▶ [AIM OF THE TASK] Wherever the word "state" appears in a line of the records, copy that line.

▶ [DATA TO PROCESS]
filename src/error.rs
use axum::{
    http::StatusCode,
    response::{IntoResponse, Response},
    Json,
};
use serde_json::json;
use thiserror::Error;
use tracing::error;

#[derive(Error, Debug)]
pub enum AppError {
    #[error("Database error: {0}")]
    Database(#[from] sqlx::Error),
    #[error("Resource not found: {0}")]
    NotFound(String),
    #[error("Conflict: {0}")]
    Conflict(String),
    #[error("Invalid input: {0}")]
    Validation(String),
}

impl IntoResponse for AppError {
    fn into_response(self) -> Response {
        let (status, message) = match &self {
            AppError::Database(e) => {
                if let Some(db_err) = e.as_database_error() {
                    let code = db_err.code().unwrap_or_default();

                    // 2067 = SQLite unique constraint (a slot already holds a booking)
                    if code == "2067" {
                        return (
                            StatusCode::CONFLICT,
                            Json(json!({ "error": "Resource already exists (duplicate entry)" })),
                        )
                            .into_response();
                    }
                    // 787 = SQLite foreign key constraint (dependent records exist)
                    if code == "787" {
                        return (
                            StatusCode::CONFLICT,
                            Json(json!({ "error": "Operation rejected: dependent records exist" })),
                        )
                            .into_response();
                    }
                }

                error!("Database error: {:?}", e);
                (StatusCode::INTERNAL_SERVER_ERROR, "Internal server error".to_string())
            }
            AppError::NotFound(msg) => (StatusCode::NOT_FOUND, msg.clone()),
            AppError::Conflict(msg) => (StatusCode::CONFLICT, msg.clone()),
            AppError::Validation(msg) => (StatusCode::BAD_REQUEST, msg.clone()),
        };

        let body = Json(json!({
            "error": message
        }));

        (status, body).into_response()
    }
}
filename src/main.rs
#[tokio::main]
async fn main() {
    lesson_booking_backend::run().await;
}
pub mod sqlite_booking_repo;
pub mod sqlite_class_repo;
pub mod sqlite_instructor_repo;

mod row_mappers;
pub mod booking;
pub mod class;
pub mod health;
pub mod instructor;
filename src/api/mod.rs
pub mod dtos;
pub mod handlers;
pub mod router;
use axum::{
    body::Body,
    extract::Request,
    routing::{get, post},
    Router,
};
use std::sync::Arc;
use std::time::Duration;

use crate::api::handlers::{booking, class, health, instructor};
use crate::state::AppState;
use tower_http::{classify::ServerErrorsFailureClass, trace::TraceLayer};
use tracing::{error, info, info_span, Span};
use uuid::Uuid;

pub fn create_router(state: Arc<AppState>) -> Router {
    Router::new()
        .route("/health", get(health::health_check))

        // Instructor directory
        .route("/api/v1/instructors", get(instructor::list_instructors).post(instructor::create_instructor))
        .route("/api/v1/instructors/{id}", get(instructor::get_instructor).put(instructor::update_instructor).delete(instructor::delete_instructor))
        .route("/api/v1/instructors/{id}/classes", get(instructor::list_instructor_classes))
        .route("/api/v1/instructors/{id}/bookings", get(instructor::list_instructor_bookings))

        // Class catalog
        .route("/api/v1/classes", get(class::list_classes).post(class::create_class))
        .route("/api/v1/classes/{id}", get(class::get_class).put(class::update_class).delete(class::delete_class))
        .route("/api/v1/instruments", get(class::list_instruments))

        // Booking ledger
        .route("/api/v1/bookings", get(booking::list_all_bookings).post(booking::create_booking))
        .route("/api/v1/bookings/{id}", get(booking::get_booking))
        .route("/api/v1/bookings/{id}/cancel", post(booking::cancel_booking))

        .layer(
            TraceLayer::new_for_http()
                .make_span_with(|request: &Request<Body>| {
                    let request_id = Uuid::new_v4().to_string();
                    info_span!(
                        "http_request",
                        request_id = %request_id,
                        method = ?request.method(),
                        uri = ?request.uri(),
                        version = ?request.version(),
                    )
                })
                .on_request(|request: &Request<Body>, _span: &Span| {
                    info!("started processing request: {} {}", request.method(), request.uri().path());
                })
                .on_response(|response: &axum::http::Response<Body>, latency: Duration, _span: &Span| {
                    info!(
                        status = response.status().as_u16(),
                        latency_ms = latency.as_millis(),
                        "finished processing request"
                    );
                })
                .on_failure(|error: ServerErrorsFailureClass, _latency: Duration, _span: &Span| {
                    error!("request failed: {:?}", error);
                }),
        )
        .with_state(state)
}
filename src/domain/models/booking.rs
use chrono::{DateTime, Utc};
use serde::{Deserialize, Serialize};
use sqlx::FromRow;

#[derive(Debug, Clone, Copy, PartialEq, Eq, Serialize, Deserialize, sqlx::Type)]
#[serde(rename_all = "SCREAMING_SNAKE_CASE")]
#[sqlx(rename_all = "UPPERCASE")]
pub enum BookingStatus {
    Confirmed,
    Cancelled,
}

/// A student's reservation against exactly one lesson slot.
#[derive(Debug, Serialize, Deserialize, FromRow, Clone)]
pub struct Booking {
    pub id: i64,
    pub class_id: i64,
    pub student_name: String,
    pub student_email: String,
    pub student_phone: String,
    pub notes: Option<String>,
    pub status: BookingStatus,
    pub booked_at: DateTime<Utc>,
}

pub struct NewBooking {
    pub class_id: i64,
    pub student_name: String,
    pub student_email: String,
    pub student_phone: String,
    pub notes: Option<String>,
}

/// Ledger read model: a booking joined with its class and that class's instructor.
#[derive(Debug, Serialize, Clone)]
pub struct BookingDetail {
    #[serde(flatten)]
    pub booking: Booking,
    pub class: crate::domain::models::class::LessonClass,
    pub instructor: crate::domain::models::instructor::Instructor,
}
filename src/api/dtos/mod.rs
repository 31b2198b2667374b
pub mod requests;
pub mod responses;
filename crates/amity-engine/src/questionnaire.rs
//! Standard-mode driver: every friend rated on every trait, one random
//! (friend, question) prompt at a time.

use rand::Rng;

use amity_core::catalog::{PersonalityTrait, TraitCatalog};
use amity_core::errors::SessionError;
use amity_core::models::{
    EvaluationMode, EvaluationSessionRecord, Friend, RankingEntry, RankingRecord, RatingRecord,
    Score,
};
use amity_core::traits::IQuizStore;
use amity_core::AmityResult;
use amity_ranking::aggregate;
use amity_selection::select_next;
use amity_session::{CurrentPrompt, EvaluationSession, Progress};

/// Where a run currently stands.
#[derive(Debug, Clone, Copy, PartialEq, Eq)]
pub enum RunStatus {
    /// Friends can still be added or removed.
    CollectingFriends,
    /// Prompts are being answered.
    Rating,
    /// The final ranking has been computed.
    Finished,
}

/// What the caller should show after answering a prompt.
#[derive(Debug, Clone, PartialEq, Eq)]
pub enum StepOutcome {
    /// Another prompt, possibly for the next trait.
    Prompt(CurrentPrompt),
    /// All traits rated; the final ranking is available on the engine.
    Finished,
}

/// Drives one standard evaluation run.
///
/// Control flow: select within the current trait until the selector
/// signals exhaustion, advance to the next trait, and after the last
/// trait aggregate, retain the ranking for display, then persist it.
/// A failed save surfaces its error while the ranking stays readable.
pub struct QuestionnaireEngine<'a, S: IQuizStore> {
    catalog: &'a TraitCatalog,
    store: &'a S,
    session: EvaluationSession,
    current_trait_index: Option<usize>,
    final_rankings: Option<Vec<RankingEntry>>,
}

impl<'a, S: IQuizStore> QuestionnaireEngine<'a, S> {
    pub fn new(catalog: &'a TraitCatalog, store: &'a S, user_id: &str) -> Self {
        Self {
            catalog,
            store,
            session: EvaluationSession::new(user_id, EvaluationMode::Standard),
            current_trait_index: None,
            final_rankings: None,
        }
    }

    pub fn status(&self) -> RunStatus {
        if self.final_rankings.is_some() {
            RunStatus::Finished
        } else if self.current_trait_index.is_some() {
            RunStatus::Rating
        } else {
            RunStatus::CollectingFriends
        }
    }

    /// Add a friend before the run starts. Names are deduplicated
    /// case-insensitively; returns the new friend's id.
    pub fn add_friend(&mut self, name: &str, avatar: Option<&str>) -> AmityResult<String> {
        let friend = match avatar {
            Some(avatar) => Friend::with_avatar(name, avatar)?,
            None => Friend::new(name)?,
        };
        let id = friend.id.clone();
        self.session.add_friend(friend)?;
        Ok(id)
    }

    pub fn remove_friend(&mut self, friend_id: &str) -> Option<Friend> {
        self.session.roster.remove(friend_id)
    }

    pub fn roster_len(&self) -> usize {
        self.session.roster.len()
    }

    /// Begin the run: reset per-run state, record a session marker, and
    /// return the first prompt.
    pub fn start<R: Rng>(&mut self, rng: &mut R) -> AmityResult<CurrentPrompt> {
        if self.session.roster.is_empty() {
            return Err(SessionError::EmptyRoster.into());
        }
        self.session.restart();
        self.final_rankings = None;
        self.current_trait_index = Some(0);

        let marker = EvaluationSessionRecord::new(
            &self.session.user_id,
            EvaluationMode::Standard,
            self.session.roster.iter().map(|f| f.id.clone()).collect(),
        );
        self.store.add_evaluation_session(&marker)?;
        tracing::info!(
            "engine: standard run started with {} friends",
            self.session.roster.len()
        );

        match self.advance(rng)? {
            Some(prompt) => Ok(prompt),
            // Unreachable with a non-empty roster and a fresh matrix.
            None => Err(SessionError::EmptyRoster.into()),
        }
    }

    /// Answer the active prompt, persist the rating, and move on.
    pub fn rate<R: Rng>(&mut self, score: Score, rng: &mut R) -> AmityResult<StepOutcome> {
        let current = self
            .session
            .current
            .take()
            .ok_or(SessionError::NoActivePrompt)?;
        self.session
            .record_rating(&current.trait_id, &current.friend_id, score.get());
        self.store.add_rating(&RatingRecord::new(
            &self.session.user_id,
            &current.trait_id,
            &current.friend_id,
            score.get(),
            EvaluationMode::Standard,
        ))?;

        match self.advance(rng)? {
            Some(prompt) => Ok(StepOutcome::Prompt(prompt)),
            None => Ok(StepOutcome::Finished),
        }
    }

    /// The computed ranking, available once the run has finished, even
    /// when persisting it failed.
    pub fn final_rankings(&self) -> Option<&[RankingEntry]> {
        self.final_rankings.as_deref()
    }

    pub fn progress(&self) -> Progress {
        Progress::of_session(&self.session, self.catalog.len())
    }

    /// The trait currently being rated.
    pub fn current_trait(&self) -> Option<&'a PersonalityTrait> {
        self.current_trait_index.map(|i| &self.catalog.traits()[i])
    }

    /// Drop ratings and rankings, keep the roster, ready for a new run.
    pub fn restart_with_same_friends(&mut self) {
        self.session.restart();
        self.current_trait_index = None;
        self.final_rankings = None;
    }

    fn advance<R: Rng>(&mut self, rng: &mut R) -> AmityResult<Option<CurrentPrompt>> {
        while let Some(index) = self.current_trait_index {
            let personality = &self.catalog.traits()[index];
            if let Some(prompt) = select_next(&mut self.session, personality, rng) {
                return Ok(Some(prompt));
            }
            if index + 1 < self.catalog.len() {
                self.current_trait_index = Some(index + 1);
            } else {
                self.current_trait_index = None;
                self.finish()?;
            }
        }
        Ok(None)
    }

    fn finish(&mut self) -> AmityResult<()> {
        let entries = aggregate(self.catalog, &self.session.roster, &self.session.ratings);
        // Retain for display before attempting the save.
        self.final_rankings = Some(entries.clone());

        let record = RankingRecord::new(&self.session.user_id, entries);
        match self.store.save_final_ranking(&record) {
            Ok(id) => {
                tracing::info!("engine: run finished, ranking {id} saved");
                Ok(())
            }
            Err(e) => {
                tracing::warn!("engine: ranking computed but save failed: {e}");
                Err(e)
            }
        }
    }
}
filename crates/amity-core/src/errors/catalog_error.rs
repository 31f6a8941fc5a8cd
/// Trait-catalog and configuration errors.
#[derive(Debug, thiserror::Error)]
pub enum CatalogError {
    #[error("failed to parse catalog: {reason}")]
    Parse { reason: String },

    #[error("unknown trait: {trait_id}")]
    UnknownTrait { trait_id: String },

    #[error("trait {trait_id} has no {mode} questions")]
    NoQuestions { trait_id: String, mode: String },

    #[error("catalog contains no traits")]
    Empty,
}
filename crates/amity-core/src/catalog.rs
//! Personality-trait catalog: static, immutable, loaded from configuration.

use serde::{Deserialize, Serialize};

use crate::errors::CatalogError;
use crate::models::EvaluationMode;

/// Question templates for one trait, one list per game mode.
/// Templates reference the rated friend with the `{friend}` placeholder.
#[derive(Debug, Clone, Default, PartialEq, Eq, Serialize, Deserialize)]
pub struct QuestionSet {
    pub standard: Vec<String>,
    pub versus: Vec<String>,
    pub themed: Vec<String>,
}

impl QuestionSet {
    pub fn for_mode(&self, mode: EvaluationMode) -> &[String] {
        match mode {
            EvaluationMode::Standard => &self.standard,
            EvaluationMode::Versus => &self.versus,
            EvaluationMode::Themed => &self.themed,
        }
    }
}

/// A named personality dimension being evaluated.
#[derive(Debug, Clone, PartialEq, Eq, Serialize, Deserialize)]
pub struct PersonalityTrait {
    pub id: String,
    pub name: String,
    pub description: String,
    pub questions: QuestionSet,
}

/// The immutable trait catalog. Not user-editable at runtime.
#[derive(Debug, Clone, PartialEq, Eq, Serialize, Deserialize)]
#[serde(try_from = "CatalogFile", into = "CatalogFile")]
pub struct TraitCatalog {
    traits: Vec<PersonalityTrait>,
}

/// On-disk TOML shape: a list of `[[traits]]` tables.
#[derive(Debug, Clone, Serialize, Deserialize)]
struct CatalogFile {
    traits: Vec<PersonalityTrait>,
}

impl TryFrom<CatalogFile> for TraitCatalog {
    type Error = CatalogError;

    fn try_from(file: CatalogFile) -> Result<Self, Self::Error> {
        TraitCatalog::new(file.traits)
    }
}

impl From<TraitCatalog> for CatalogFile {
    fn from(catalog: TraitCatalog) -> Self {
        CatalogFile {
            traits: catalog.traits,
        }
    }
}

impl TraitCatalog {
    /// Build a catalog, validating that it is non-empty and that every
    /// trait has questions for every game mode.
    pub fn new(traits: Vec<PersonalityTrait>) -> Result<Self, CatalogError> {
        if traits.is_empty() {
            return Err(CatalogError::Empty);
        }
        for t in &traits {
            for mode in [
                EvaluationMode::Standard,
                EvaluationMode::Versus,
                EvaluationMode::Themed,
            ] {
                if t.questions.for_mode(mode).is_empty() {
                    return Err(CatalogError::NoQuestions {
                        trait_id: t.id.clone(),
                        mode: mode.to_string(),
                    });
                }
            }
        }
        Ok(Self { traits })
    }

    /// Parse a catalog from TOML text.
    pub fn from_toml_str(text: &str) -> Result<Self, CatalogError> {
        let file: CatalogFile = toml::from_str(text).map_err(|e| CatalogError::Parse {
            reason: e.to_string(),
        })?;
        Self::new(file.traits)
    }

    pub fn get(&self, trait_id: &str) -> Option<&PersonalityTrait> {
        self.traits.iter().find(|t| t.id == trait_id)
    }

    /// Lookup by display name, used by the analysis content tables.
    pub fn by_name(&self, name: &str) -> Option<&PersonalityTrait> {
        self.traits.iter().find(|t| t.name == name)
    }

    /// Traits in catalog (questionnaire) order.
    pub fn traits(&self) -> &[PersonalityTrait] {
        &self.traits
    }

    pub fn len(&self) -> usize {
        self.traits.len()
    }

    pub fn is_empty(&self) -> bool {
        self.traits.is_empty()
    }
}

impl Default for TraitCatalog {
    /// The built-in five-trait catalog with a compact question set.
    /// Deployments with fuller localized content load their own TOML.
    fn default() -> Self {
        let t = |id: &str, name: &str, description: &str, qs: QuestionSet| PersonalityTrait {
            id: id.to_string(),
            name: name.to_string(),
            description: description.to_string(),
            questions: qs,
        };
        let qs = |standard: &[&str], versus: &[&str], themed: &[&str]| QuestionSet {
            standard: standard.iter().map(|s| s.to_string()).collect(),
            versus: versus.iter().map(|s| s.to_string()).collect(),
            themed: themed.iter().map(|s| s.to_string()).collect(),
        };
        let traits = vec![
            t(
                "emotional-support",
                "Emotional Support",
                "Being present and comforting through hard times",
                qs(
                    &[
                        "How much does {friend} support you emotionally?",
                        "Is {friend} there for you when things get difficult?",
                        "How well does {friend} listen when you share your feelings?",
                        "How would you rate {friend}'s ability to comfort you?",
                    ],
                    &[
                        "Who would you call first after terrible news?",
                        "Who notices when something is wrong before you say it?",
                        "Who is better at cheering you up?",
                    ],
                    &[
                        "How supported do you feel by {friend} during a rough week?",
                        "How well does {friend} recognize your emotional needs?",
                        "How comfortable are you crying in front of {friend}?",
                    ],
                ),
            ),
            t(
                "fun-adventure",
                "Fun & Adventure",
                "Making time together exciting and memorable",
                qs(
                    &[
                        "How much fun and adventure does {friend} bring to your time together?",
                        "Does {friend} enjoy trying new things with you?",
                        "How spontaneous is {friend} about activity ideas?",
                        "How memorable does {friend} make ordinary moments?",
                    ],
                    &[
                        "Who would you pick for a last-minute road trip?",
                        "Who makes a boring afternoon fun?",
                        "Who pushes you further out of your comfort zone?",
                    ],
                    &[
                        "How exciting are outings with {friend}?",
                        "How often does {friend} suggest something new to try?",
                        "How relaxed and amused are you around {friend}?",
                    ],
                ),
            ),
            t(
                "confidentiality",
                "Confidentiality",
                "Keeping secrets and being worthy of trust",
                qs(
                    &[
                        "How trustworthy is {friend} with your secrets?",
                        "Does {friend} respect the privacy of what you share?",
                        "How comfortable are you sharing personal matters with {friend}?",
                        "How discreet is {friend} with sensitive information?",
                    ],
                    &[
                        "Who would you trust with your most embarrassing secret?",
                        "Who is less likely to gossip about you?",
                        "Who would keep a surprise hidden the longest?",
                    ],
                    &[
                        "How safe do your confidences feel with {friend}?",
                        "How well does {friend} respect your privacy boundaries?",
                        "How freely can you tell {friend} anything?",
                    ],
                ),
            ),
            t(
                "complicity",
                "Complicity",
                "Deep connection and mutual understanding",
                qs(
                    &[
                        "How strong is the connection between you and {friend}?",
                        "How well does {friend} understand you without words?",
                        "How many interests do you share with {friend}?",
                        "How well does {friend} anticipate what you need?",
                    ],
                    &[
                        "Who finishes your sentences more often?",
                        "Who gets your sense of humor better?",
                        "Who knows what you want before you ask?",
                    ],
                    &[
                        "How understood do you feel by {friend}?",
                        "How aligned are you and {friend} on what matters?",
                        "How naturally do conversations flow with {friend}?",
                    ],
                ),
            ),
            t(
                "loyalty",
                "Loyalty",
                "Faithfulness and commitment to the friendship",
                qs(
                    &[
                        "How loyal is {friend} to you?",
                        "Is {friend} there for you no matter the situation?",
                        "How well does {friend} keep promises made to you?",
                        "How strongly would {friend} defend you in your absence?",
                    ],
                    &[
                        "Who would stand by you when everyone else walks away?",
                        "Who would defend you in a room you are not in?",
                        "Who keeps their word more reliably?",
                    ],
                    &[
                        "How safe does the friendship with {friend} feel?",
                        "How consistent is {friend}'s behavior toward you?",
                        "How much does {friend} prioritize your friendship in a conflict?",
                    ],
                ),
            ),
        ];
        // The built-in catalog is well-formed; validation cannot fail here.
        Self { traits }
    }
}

▶ [WRITTEN SOLUTION]
use crate::state::AppState;
pub fn create_router(state: Arc<AppState>) -> Router {
        .with_state(state)
    /// Begin the run: reset per-run state, record a session marker, and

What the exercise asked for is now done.